Подобное распределение, лишь усиливающее свет и тени средневекового образа еврея, как нельзя лучше подходит для романтического воображения и почти немедленно стало литературным штампом: только в течение 1820 года не меньше четырех английских драматургов вывели на сцену героев Айвенго, тогда как во Франции Шатобриан в своем эссе «Вальтер Скотт и евреи» стремится выяснить, «почему у евреев женщины более красивы, чем мужчины». Он находит интересное объяснение этому феномену: Сына Божьего отвергли, пытали и распяли только мужчины, тогда как «женщины Иудеи поверили в Спасителя, полюбили его, последовали за ним, облегчали его страдания».
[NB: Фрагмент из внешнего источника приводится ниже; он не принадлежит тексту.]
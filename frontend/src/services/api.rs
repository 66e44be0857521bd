use async_trait::async_trait;
use gloo::net::http::{Request, RequestBuilder, Response};
use serde::Deserialize;
use shared::{Bill, CreateBillResponse};
use wasm_bindgen::JsValue;
use web_sys::{Blob, BlobPropertyBag, FormData};

use crate::errors::StoreError;
use crate::services::session::{local_storage_item, TOKEN_KEY};
use crate::services::store::{
    BillStore, CreateBillRequest, ReceiptContent, ReceiptUpload, RequestHeaders, UpdateBillRequest,
};

/// Error body returned by the bill service
#[derive(Debug, Deserialize)]
struct ErrorBody {
    message: String,
}

/// API client for the bill service
#[derive(Clone)]
pub struct ApiClient {
    base_url: String,
    token: Option<String>,
}

impl ApiClient {
    /// Create a new API client with the default base URL
    pub fn new() -> Self {
        Self {
            base_url: "http://localhost:5678".to_string(),
            token: None,
        }
    }

    /// Create a new API client with a custom base URL
    pub fn with_base_url(base_url: String) -> Self {
        Self { base_url, token: None }
    }

    /// Attach a bearer token to every request
    pub fn with_token(mut self, token: impl Into<String>) -> Self {
        self.token = Some(token.into());
        self
    }

    /// Use the token saved by the login page, if any
    pub fn with_stored_token(self) -> Self {
        match local_storage_item(TOKEN_KEY) {
            Some(token) => self.with_token(token),
            None => self,
        }
    }

    fn bills_url(&self) -> String {
        format!("{}/bills", self.base_url)
    }

    fn with_headers(&self, builder: RequestBuilder, headers: RequestHeaders) -> RequestBuilder {
        let builder = if headers.no_content_type {
            builder
        } else {
            builder.header("Content-Type", "application/json")
        };
        match &self.token {
            Some(token) => builder.header("Authorization", &format!("Bearer {}", token)),
            None => builder,
        }
    }

    /// Turn a non-2xx response into a `StoreError` carrying the service's message
    async fn error_from(response: Response) -> StoreError {
        let status = response.status();
        let text = response.text().await.unwrap_or_else(|_| "Unknown error".to_string());
        let message = match serde_json::from_str::<ErrorBody>(&text) {
            Ok(body) => body.message,
            Err(_) => text,
        };
        StoreError::with_status(status, message)
    }

    async fn parse<T: for<'de> Deserialize<'de>>(response: Response) -> Result<T, StoreError> {
        if !response.ok() {
            return Err(Self::error_from(response).await);
        }
        response
            .json::<T>()
            .await
            .map_err(|e| StoreError::new(format!("Failed to parse response: {}", e)))
    }

    fn form_data(upload: &ReceiptUpload) -> Result<FormData, JsValue> {
        let blob = match &upload.file.content {
            ReceiptContent::Blob(blob) => blob.clone(),
            ReceiptContent::Bytes(bytes) => {
                let bytes = js_sys::Uint8Array::from(bytes.as_slice());
                let parts = js_sys::Array::of1(&bytes);
                let options = BlobPropertyBag::new();
                options.set_type(&upload.file.content_type);
                Blob::new_with_u8_array_sequence_and_options(&parts, &options)?
            }
        };

        let form_data = FormData::new()?;
        form_data.append_with_blob_and_filename("file", &blob, &upload.file.name)?;
        form_data.append_with_str("email", &upload.email)?;
        Ok(form_data)
    }
}

impl Default for ApiClient {
    fn default() -> Self {
        Self::new()
    }
}

#[async_trait(?Send)]
impl BillStore for ApiClient {
    async fn list(&self) -> Result<Vec<Bill>, StoreError> {
        let builder = self.with_headers(Request::get(&self.bills_url()), RequestHeaders::default());
        let response = builder
            .send()
            .await
            .map_err(|e| StoreError::new(format!("Network error: {}", e)))?;
        Self::parse(response).await
    }

    async fn create(&self, request: CreateBillRequest) -> Result<CreateBillResponse, StoreError> {
        let form_data = Self::form_data(&request.data)
            .map_err(|e| StoreError::new(format!("Failed to build upload form: {:?}", e)))?;
        let response = self
            .with_headers(Request::post(&self.bills_url()), request.headers)
            .body(form_data)
            .map_err(|e| StoreError::new(format!("Failed to build request: {}", e)))?
            .send()
            .await
            .map_err(|e| StoreError::new(format!("Network error: {}", e)))?;
        Self::parse(response).await
    }

    async fn update(&self, request: UpdateBillRequest) -> Result<Bill, StoreError> {
        // An update without a prior upload addresses the "undefined" record,
        // exactly as the page always has.
        let selector = request.selector.as_deref().unwrap_or("undefined");
        let url = format!("{}/{}", self.bills_url(), selector);
        let response = self
            .with_headers(Request::patch(&url), RequestHeaders::default())
            .body(request.data)
            .map_err(|e| StoreError::new(format!("Failed to build request: {}", e)))?
            .send()
            .await
            .map_err(|e| StoreError::new(format!("Network error: {}", e)))?;
        Self::parse(response).await
    }
}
Подобный взгляд, который находит в евангельском повествовании лишь весьма неудовлетворительное подтверждение, позволяет нам прикоснуться к психологической «эдиповой» сути антисемитизма, для которого только евреи-мужчины опасны и отвратительны. Деспотический отец может быть только мужественным; не имеющая пениса еврейская женщина не несет на себе «расового проклятия», а ее невиновность даже делает ее особенно желанной. В этом смысле Шатобриан выступил в роли интерпретатора христианской традиции, говоря о женщине из Вифании, доброй самарянке, восхитительной Магдалине, благодаря которым «отражение прекрасного луча останется на лице еврейских женщин». Помимо этого красота еврейских женщин, часто называемая божественной, была общепринятой идеей в романтическую эпоху («небесная красота» и «жемчужина Востока», – напишет совершенно серьезно Мишле), тогда как несчастья позволяют еще лучше подчеркнуть ее прелесть оскверненной богини или «сексуального символа». Поверьте нам, что очень редко гремучая смесь религии, эротизма и древнего страха, на которой держится антисемитизм, бывает столь ясно выражена, как это сделано в забытом комментарии автора «Гения христианства».
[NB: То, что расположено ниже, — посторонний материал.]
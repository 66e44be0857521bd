//! In-memory collaborators for controller tests.

use std::cell::{Cell, RefCell};
use std::collections::VecDeque;
use std::rc::Rc;

use async_trait::async_trait;
use shared::{Bill, CreateBillResponse};
use tokio::sync::Notify;

use crate::containers::{LocalTask, NewBillForm, ReceiptPreview, Spawner, SubmitEvent};
use crate::errors::StoreError;
use crate::routes::{Navigator, Route};
use crate::services::store::{BillStore, CreateBillRequest, UpdateBillRequest};

/// The four bills every listing test starts from
pub fn fixture_bills() -> Vec<Bill> {
    let bill = |id: &str, date: &str, status: &str, name: &str, amount: f64| Bill {
        id: id.to_string(),
        date: date.to_string(),
        status: status.to_string(),
        amount: Some(amount),
        vat: "80".to_string(),
        pct: Some(20),
        name: name.to_string(),
        expense_type: "Transports".to_string(),
        commentary: String::new(),
        comment_admin: None,
        email: "a@a".to_string(),
        file_url: Some(format!("https://test.storage.tld/v0/b/billable/{}.jpg", name)),
        file_name: Some(format!("{}.jpg", name)),
    };

    vec![
        bill("47qAXb6fIm2zOKkLzMro", "2004-04-04", "pending", "encore", 400.0),
        bill("BeKy5Mo4jkmdfPGYpTxZ", "2001-01-01", "refused", "test1", 100.0),
        bill("UIUZtnPQvnbFnB0ozvJh", "2003-03-03", "accepted", "test3", 300.0),
        bill("qcCK3SzECmaZAGRrHjaC", "2002-02-02", "refused", "test2", 200.0),
    ]
}

/// Outcome of one upload, optionally held until `gate` is notified
struct ScriptedCreate {
    result: Result<CreateBillResponse, StoreError>,
    gate: Option<Rc<Notify>>,
}

pub fn upload_response(key: &str) -> CreateBillResponse {
    CreateBillResponse {
        file_url: format!("http://x/{}.png", key),
        key: key.to_string(),
    }
}

/// Bill store double recording every request it receives
pub struct MockBillStore {
    bills: Vec<Bill>,
    list_error: Option<StoreError>,
    create_result: Result<CreateBillResponse, StoreError>,
    create_gate: Option<Rc<Notify>>,
    scripted_creates: RefCell<VecDeque<ScriptedCreate>>,
    update_error: Option<StoreError>,
    list_calls: Cell<usize>,
    create_requests: RefCell<Vec<CreateBillRequest>>,
    update_requests: RefCell<Vec<UpdateBillRequest>>,
}

impl MockBillStore {
    pub fn new() -> Self {
        Self::with_bills(fixture_bills())
    }

    pub fn with_bills(bills: Vec<Bill>) -> Self {
        Self {
            bills,
            list_error: None,
            create_result: Ok(CreateBillResponse {
                file_url: "https://localhost:3456/images/test.jpg".to_string(),
                key: "1234".to_string(),
            }),
            create_gate: None,
            scripted_creates: RefCell::new(VecDeque::new()),
            update_error: None,
            list_calls: Cell::new(0),
            create_requests: RefCell::new(Vec::new()),
            update_requests: RefCell::new(Vec::new()),
        }
    }

    pub fn failing_list(mut self, error: StoreError) -> Self {
        self.list_error = Some(error);
        self
    }

    pub fn creating(mut self, response: CreateBillResponse) -> Self {
        self.create_result = Ok(response);
        self
    }

    pub fn failing_create(mut self, error: StoreError) -> Self {
        self.create_result = Err(error);
        self
    }

    /// Hold every upload until `gate` is notified
    pub fn gated_create(mut self, gate: Rc<Notify>) -> Self {
        self.create_gate = Some(gate);
        self
    }

    /// Queue the outcome of one upload; queued outcomes are used in call order
    pub fn then_create(self, result: Result<CreateBillResponse, StoreError>) -> Self {
        self.scripted_creates
            .borrow_mut()
            .push_back(ScriptedCreate { result, gate: None });
        self
    }

    /// Like `then_create`, holding the upload until `gate` is notified
    pub fn then_create_after(
        self,
        gate: Rc<Notify>,
        result: Result<CreateBillResponse, StoreError>,
    ) -> Self {
        self.scripted_creates.borrow_mut().push_back(ScriptedCreate {
            result,
            gate: Some(gate),
        });
        self
    }

    pub fn failing_update(mut self, error: StoreError) -> Self {
        self.update_error = Some(error);
        self
    }

    pub fn list_calls(&self) -> usize {
        self.list_calls.get()
    }

    pub fn create_requests(&self) -> Vec<CreateBillRequest> {
        self.create_requests.borrow().clone()
    }

    pub fn update_requests(&self) -> Vec<UpdateBillRequest> {
        self.update_requests.borrow().clone()
    }
}

#[async_trait(?Send)]
impl BillStore for MockBillStore {
    async fn list(&self) -> Result<Vec<Bill>, StoreError> {
        self.list_calls.set(self.list_calls.get() + 1);
        match &self.list_error {
            Some(error) => Err(error.clone()),
            None => Ok(self.bills.clone()),
        }
    }

    async fn create(&self, request: CreateBillRequest) -> Result<CreateBillResponse, StoreError> {
        self.create_requests.borrow_mut().push(request);
        let scripted = self.scripted_creates.borrow_mut().pop_front();
        if let Some(ScriptedCreate { result, gate }) = scripted {
            if let Some(gate) = gate {
                gate.notified().await;
            }
            return result;
        }
        if let Some(gate) = &self.create_gate {
            gate.notified().await;
        }
        self.create_result.clone()
    }

    async fn update(&self, request: UpdateBillRequest) -> Result<Bill, StoreError> {
        let id = request.selector.clone().unwrap_or_default();
        self.update_requests.borrow_mut().push(request);
        match &self.update_error {
            Some(error) => Err(error.clone()),
            None => Ok(Bill {
                id,
                ..Bill::default()
            }),
        }
    }
}

#[derive(Default)]
pub struct RecordingNavigator {
    routes: RefCell<Vec<Route>>,
}

impl RecordingNavigator {
    pub fn routes(&self) -> Vec<Route> {
        self.routes.borrow().clone()
    }
}

impl Navigator for RecordingNavigator {
    fn navigate(&self, route: Route) {
        self.routes.borrow_mut().push(route);
    }
}

#[derive(Default)]
pub struct RecordingPreview {
    presented: RefCell<Vec<String>>,
}

impl RecordingPreview {
    pub fn presented(&self) -> Vec<String> {
        self.presented.borrow().clone()
    }
}

impl ReceiptPreview for RecordingPreview {
    fn present_receipt(&self, receipt_url: &str) {
        self.presented.borrow_mut().push(receipt_url.to_string());
    }
}

/// Submit event counting how often the default action was prevented
pub struct TestSubmitEvent {
    form: NewBillForm,
    prevented: Cell<usize>,
}

impl TestSubmitEvent {
    pub fn new(form: NewBillForm) -> Self {
        Self {
            form,
            prevented: Cell::new(0),
        }
    }

    pub fn prevented(&self) -> usize {
        self.prevented.get()
    }
}

impl SubmitEvent for TestSubmitEvent {
    fn prevent_default(&self) {
        self.prevented.set(self.prevented.get() + 1);
    }

    fn form(&self) -> NewBillForm {
        self.form.clone()
    }
}

/// Spawns onto the enclosing `tokio::task::LocalSet`
pub struct TokioSpawner;

impl Spawner for TokioSpawner {
    fn spawn(&self, task: LocalTask) {
        tokio::task::spawn_local(task);
    }
}

/// Give spawned local tasks a chance to run to completion
pub async fn settle() {
    for _ in 0..10 {
        tokio::task::yield_now().await;
    }
}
Чувствительность, которую проявляет Вальтер Скотт к образам такого рода, обнаруживается также в романе «Дочь хирурга». На этот раз действие происходит в современности. Новейшая копия Ребекки, прекрасная и несчастная Цилия Монсада оказывается соблазненной знатным христианином, и ее любовь разрушается фанатичным и жестоким отцом. Она рождает незаконного сына (Ричарда Миддлемаса), который становится повесой, авантюристом и ловеласом. В свою очередь он соблазняет невинную христианку (как если бы он должен был отомстить за поруганную добродетель своей матери), а его порочность еще больше выделяется на фоне добродетели его друга «Адама Харли… который обладает открытостью англичанина древнего англосаксонского происхождения». После того как он причиняет тысячи мучений своим родителям и трогательной Мени Грей, наш мрачный герой оказывается раздавленным слоном, «который сразу кладет конец его жизни и его преступлениям». Выйдя за рамки старого сюжета о преступных и невинных евреях, это повествование оказывается первым в истории уроком о вреде «смешения крови».
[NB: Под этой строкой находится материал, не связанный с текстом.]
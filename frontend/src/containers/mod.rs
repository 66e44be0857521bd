//! Page controllers for the employee bill screens.
//!
//! A controller is built with its collaborators (store, session, navigator)
//! and knows nothing about the DOM; [`crate::view`] attaches its handlers to
//! elements as a separate step.

use std::future::Future;
use std::pin::Pin;

pub mod bills;
pub mod new_bill;

pub use bills::BillsContainer;
pub use new_bill::{
    FileSelection, NewBillContainer, NewBillForm, NewBillPhase, NewBillState, NewBillTransition,
    SubmitEvent,
};

/// A detached store call whose outcome is only observed through controller state
pub type LocalTask = Pin<Box<dyn Future<Output = ()>>>;

/// Runs fire-and-forget tasks on the current thread
pub trait Spawner {
    fn spawn(&self, task: LocalTask);
}

/// Spawner backed by the browser's microtask queue
#[derive(Debug, Clone, Copy, Default)]
pub struct BrowserSpawner;

impl Spawner for BrowserSpawner {
    fn spawn(&self, task: LocalTask) {
        wasm_bindgen_futures::spawn_local(task);
    }
}

/// Shows a receipt image to the user, typically in a modal
pub trait ReceiptPreview {
    fn present_receipt(&self, receipt_url: &str);
}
С эмансипацией евреев и их доступом в общество еврейская женщина становится своеобразным и в каком-то смысле самостоятельным феноменом европейской культурной жизни. Ее странное очарование проявляется самыми различными способами: в реальной жизни, в Германии или Австрии, она выполняет функцию «акушерки духа», это судьба еврейских дам высшего круга в Берлине и Вене; в промежуточной сфере между реальностью и воображением она блистает на драматической сцене, как божественные Рашель и Сара Бернар во Франции. Наконец, в Англии от Джессики до Ребекки она принимает форму соблазнительного фантома; похоже, что эта градация выстраивается в зависимости от интенсивности реакций, которые возбуждает ее партнер-мужчина и которые варьируются от открытого до латентного антисемитизма.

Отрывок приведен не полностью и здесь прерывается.